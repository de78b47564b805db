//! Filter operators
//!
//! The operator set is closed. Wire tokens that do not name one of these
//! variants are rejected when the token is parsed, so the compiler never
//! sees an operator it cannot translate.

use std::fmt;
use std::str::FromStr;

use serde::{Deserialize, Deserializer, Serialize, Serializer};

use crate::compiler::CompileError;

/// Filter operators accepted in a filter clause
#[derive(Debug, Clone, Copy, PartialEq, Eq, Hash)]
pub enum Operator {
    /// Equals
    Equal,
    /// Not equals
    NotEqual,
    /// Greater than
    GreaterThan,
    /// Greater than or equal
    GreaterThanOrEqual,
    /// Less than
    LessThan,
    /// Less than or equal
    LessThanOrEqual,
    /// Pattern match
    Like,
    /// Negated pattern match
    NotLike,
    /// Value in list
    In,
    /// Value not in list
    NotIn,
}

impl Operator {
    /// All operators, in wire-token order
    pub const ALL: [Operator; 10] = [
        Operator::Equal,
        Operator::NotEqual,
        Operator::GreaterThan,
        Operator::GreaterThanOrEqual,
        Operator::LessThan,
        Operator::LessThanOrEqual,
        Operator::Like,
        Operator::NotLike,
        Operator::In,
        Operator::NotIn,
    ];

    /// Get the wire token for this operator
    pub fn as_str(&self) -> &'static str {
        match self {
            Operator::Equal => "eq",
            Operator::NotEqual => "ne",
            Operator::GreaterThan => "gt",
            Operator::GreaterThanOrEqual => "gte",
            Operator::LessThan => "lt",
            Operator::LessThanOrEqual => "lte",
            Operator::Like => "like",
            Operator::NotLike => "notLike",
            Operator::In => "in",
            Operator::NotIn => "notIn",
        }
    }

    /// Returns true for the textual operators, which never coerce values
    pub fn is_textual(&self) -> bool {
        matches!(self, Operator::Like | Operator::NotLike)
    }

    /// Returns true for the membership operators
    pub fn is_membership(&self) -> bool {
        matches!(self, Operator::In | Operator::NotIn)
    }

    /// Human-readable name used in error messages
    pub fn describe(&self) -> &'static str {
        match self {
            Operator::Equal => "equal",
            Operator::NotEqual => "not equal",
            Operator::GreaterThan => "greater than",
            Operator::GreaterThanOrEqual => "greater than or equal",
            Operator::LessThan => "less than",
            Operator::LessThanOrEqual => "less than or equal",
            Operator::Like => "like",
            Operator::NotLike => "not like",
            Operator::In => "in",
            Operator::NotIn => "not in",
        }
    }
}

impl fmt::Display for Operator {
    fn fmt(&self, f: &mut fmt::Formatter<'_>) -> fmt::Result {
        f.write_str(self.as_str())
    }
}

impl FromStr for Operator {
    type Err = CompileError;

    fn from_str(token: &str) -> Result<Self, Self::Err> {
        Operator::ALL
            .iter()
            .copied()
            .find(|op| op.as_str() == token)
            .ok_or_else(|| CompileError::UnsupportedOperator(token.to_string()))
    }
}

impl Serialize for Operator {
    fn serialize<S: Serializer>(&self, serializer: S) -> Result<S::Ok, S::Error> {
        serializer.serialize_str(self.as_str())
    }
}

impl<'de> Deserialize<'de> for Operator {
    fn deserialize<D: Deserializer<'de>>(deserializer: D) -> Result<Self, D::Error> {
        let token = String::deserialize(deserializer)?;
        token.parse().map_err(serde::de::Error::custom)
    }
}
* * *
*Aim of the exercise*.
Set apart and copy each line of the records that holds the word "CompileError".

*Answer to this exercise*.
use crate::compiler::CompileError;
    type Err = CompileError;
            .ok_or_else(|| CompileError::UnsupportedOperator(token.to_string()))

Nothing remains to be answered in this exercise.